Da das Epigenom das Verhalten von Genen steuert, kann sich ein fehlerhaftes Epigenom wie eine Genmutation verhalten. Dies kann zu einem erhöhten Risiko für Krankheiten wie Krebs oder Autoimmunerkrankungen führen, auch wenn die Gene unter dem Epigenom völlig normal sind.

Wenn wir lernen, was diese epigenetischen Fehler verursacht, können Wissenschaftler Medikamente entwickeln, die die Methylgruppen oder Histone, die die epigenomischen Fehler verursachen, manipulieren und möglicherweise eine Heilung für die Teilmenge der durch die Epigenetik verursachten Krankheiten finden.

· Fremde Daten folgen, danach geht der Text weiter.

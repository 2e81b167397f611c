//! Registry entities reconstructed from the topic
//!
//! Every entity keeps unrecognized fields in `extra` so that a shallow merge
//! of an update never drops data written by a newer client.

use serde::{Deserialize, Serialize};
use serde_json::{Map, Value};

/// Lifecycle status of an institution
#[derive(Debug, Clone, Copy, PartialEq, Eq, Default, Serialize, Deserialize)]
#[serde(rename_all = "lowercase")]
pub enum InstitutionStatus {
    #[default]
    Pending,
    Verified,
    Rejected,
    Active,
    Inactive,
    Suspended,
}

/// An institution that issues credentials
#[derive(Debug, Clone, PartialEq, Serialize, Deserialize)]
#[serde(rename_all = "camelCase")]
pub struct Institution {
    /// Decentralized identifier; preferred key
    #[serde(default, skip_serializing_if = "Option::is_none")]
    pub did: Option<String>,

    /// Application-assigned id; key when no DID is present
    #[serde(default, skip_serializing_if = "Option::is_none")]
    pub id: Option<String>,

    pub name: String,

    /// Institution type (e.g. `EDUCATION`, `GOVERNMENT`)
    #[serde(rename = "type", default)]
    pub institution_type: String,

    #[serde(default)]
    pub status: InstitutionStatus,

    /// Account that registered the institution
    #[serde(default, skip_serializing_if = "Option::is_none")]
    pub creator_id: Option<String>,

    /// The institution's own topic, where its forms are published
    #[serde(default, skip_serializing_if = "Option::is_none")]
    pub topic_id: Option<String>,

    #[serde(default, skip_serializing_if = "Option::is_none")]
    pub description: Option<String>,

    #[serde(flatten)]
    pub extra: Map<String, Value>,
}

impl Institution {
    pub fn new(name: impl Into<String>) -> Self {
        Self {
            did: None,
            id: None,
            name: name.into(),
            institution_type: String::new(),
            status: InstitutionStatus::default(),
            creator_id: None,
            topic_id: None,
            description: None,
            extra: Map::new(),
        }
    }

    pub fn with_did(mut self, did: impl Into<String>) -> Self {
        self.did = Some(did.into());
        self
    }

    pub fn with_id(mut self, id: impl Into<String>) -> Self {
        self.id = Some(id.into());
        self
    }

    pub fn with_type(mut self, institution_type: impl Into<String>) -> Self {
        self.institution_type = institution_type.into();
        self
    }

    pub fn with_creator(mut self, creator_id: impl Into<String>) -> Self {
        self.creator_id = Some(creator_id.into());
        self
    }

    pub fn with_topic(mut self, topic_id: impl Into<String>) -> Self {
        self.topic_id = Some(topic_id.into());
        self
    }

    pub fn with_status(mut self, status: InstitutionStatus) -> Self {
        self.status = status;
        self
    }

    /// Projection key: the DID when present, else the id
    pub fn key(&self) -> Option<&str> {
        self.did.as_deref().or(self.id.as_deref())
    }

    /// Whether `name` is this institution's DID or id
    pub fn is_named(&self, name: &str) -> bool {
        self.did.as_deref() == Some(name) || self.id.as_deref() == Some(name)
    }
}

/// Input type of a form field
#[derive(Debug, Clone, Copy, PartialEq, Eq, Default, Serialize, Deserialize)]
#[serde(rename_all = "lowercase")]
pub enum FieldType {
    #[default]
    Text,
    Date,
    File,
    Select,
    Number,
}

#[derive(Debug, Clone, PartialEq, Serialize, Deserialize)]
pub struct FormField {
    #[serde(default, skip_serializing_if = "Option::is_none")]
    pub id: Option<String>,

    pub name: String,

    #[serde(default, skip_serializing_if = "Option::is_none")]
    pub label: Option<String>,

    #[serde(rename = "type", default)]
    pub field_type: FieldType,

    #[serde(default)]
    pub required: bool,

    /// Choices for `select` fields
    #[serde(default, skip_serializing_if = "Option::is_none")]
    pub options: Option<Vec<String>>,
}

impl FormField {
    pub fn new(name: impl Into<String>, field_type: FieldType) -> Self {
        Self {
            id: None,
            name: name.into(),
            label: None,
            field_type,
            required: false,
            options: None,
        }
    }

    pub fn required(mut self) -> Self {
        self.required = true;
        self
    }
}

/// A credential-issuing form published by an institution
#[derive(Debug, Clone, PartialEq, Serialize, Deserialize)]
#[serde(rename_all = "camelCase")]
pub struct CredentialForm {
    pub id: String,

    /// Owning institution; older records call it `issuerId`
    #[serde(default, alias = "issuerId")]
    pub institution_did: String,

    #[serde(default)]
    pub name: String,

    #[serde(default)]
    pub description: String,

    #[serde(default)]
    pub fields: Vec<FormField>,

    #[serde(default = "default_active")]
    pub active: bool,

    #[serde(flatten)]
    pub extra: Map<String, Value>,
}

fn default_active() -> bool {
    true
}

impl CredentialForm {
    pub fn new(
        id: impl Into<String>,
        institution_did: impl Into<String>,
        name: impl Into<String>,
    ) -> Self {
        Self {
            id: id.into(),
            institution_did: institution_did.into(),
            name: name.into(),
            description: String::new(),
            fields: Vec::new(),
            active: default_active(),
            extra: Map::new(),
        }
    }

    pub fn with_field(mut self, field: FormField) -> Self {
        self.fields.push(field);
        self
    }

    pub fn with_description(mut self, description: impl Into<String>) -> Self {
        self.description = description.into();
        self
    }
}

/// An application submitted against a form
///
/// Answers are kept in `extra`; sensitive ones usually arrive as an
/// encrypted envelope.
#[derive(Debug, Clone, PartialEq, Serialize, Deserialize)]
#[serde(rename_all = "camelCase")]
pub struct FormSubmission {
    pub id: String,

    pub form_id: String,

    #[serde(default, skip_serializing_if = "Option::is_none")]
    pub applicant_id: Option<String>,

    #[serde(flatten)]
    pub extra: Map<String, Value>,
}

impl FormSubmission {
    pub fn new(id: impl Into<String>, form_id: impl Into<String>) -> Self {
        Self {
            id: id.into(),
            form_id: form_id.into(),
            applicant_id: None,
            extra: Map::new(),
        }
    }
}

2. Es könnte die Art und Weise ändern, wie wir Sucht behandeln

Wir wissen bereits, dass einige Menschen anfälliger für Süchte sind als andere. Aber es gibt kein “Suchtgen”, denn es ist eine Kombination von Erb- und Umweltfaktoren, die zur Sucht führen. Forscher haben nun herausgefunden, dass epigenetische Mechanismen im Gehirn eine Rolle spielen, wenn es um Sucht geht, die beeinflussen, wie sich die Gene ausdrücken, um Sucht zu entwickeln und wie die Neigung zur Sucht an zukünftige Generationen weitergegeben wird.

Ein besseres Verständnis, wie das Epigenom die Sucht beeinflusst, könnte bedeuten, die Art und Weise, wie Sucht behandelt wird, zu ändern, um die Nachkommen einer Person vor einem erhöhten Suchtrisiko zu bewahren.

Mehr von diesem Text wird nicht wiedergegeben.